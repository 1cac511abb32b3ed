// intfp/src/ext.rs

//! Convenience helpers layered on the codecs.

use crate::bits::{Compressible, Unsigned};
use crate::{loc, pseudo_log};

/// Returns the value `v` reads back as after being stored in a loc value
/// with `mantissa_bits` mantissa bits.
pub fn loc_quantize<H, L>(v: H, mantissa_bits: u8) -> H
where
    H: Compressible<L>,
    L: Unsigned,
{
    loc::decode::<H, L>(loc::encode::<H, L>(v, mantissa_bits), mantissa_bits)
}

/// Returns the value `v` reads back as after a trip through a log value
/// with `mantissa_bits` mantissa bits.
pub fn log_quantize<H, L>(v: H, mantissa_bits: u8) -> H
where
    H: Compressible<L>,
    L: Unsigned,
{
    pseudo_log::decode::<H, L>(pseudo_log::encode::<H, L>(v, mantissa_bits), mantissa_bits)
}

## REQUIRED ACTION
Every line above that carries the string "Returns" should be copied.

## ANSWER TO THIS TASK
/// Returns the value `v` reads back as after being stored in a loc value
/// Returns the value `v` reads back as after a trip through a log value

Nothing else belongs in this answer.